With these cells being alive in the circulation, it may mean that a patient with invasive breast cancer without lymph node involvement (where systemic treatment "may" benefit), or a patient with invasive breast cancer that involves lymph nodes (where systemic treatment is "usually" recommended), would need additional (anti-estrogen) treatment, such as Tamoxifen (it may be given alone or in addition to chemotherapy, if given).
It has been shown that Tamoxifen treatment will reduce circulating tumor cells in some patients, but not all. It has been shown that Herceptin treatment will reduce circulating tumor cells in patients with HER2-negative tumors, but less pronounced in HER2-positive tumors.

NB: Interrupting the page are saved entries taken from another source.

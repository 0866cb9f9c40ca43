//! Canonical repository identity

use std::fmt;

use crate::domain::resource::is_placeholder;

/// URL schemes a git remote can use.
const SCHEMES: &[&str] = &["https", "http", "git", "ssh", "git+ssh"];

const GIT_SUFFIX: &str = ".git";

/// Canonical `(host, path)` pair identifying a repository.
///
/// Two URLs refer to the same repository iff their identities are equal.
#[derive(Debug, Clone, PartialEq, Eq, Hash)]
pub struct RepositoryIdentity {
    /// Lower-cased host name without credentials or port.
    pub host: String,
    /// Slash-separated path without surrounding slashes or `.git` suffix.
    pub path: String,
}

impl fmt::Display for RepositoryIdentity {
    fn fmt(&self, f: &mut fmt::Formatter<'_>) -> fmt::Result {
        write!(f, "https://{}/{}", self.host, self.path)
    }
}

/// Canonicalizes a git URL.
///
/// Accepts `https://`, `http://`, `git://` and `ssh://` URLs as well as the
/// scp-like shorthand `user@host:path`. Credentials, scheme, port and a
/// trailing `.git` are dropped. Returns `None` for anything that does not
/// look like a repository location.
pub fn normalize(raw: &str) -> Option<RepositoryIdentity> {
    let raw = raw.trim();
    if raw.is_empty() || is_placeholder(raw) {
        return None;
    }

    let (authority, path) = match raw.split_once("://") {
        Some((scheme, rest)) => {
            if !SCHEMES.contains(&scheme.to_ascii_lowercase().as_str()) {
                return None;
            }
            let (authority, path) = rest.split_once('/').unwrap_or((rest, ""));
            (strip_port(strip_userinfo(authority)), path)
        }
        None => {
            let (authority, path) = raw.split_once(':')?;
            if authority.contains('/') {
                return None;
            }
            (strip_userinfo(authority), path)
        }
    };

    let host = authority.trim().to_ascii_lowercase();
    let path = normalize_path(path);

    if host.is_empty() || path.is_empty() {
        return None;
    }

    Some(RepositoryIdentity { host, path })
}

/// Whether two URLs name the same repository.
///
/// URLs that cannot be normalized never match anything.
pub fn same_repository(a: &str, b: &str) -> bool {
    match (normalize(a), normalize(b)) {
        (Some(a), Some(b)) => a == b,
        _ => false,
    }
}

fn strip_userinfo(authority: &str) -> &str {
    authority
        .rsplit_once('@')
        .map_or(authority, |(_, host)| host)
}

fn strip_port(authority: &str) -> &str {
    match authority.rsplit_once(':') {
        Some((host, port)) if port.chars().all(|c| c.is_ascii_digit()) => host,
        _ => authority,
    }
}

fn normalize_path(path: &str) -> String {
    let path = path.split(['?', '#']).next().unwrap_or_default();
    let joined = path
        .split(['/', '\\'])
        .filter(|segment| !segment.is_empty())
        .collect::<Vec<_>>()
        .join("/");

    match joined.strip_suffix(GIT_SUFFIX) {
        Some(stripped) => stripped.trim_end_matches('/').to_string(),
        None => joined,
    }
}
//! API Error Handling
//!
//! Unified error types and conversion for API responses.

use axum::{
    Json,
    http::StatusCode,
    response::{IntoResponse, Response},
};

use crate::payload::IngestError;

/// API error type
#[derive(Debug)]
pub enum ApiError {
    BadRequest(String),
    NotFound(String),
    Internal(String),
}

impl IntoResponse for ApiError {
    fn into_response(self) -> Response {
        let (status, message) = match self {
            ApiError::BadRequest(msg) => {
                tracing::info!("rejecting request: {}", msg);
                (StatusCode::BAD_REQUEST, msg)
            }
            ApiError::NotFound(msg) => (StatusCode::NOT_FOUND, msg),
            ApiError::Internal(msg) => {
                tracing::error!("Internal error: {}", msg);
                (
                    StatusCode::INTERNAL_SERVER_ERROR,
                    "Internal server error".to_string(),
                )
            }
        };

        (status, Json(serde_json::json!({ "error": message }))).into_response()
    }
}

impl From<IngestError> for ApiError {
    fn from(err: IngestError) -> Self {
        ApiError::BadRequest(err.to_string())
    }
}

impl From<std::fmt::Error> for ApiError {
    fn from(err: std::fmt::Error) -> Self {
        ApiError::Internal(err.to_string())
    }
}

pub type ApiResult<T> = Result<T, ApiError>;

The results of this kind of study are coming out slowly and quietly and indicate that taxol containing regimens didn't prolong survival over other more conventional and less expensive cytotoxic drugs. It may indeed give clincial response (tumor shrinkage), sometimes impressive, however, these are mostly short-lived and relapses after a response to taxanes (taxol) are often dramatic.
Even if one or more chemotherapy regimen is identified as being likely to work on a particular cancer, has the science advanced to tell us whether application of the chosen chemotherapy regimen will not cause other changes that also cause cancer to later return and perhaps be even harder to treat? Is it a case of chemotherapy being bad, in cases where it apparently works? Traditional chemotherapy is mutagenic (changes in form), you might kill off a whole lot of cancer, only to cause a mutation in the remaining cancer, such that the remaining cancer behaves in a more agressive fashion.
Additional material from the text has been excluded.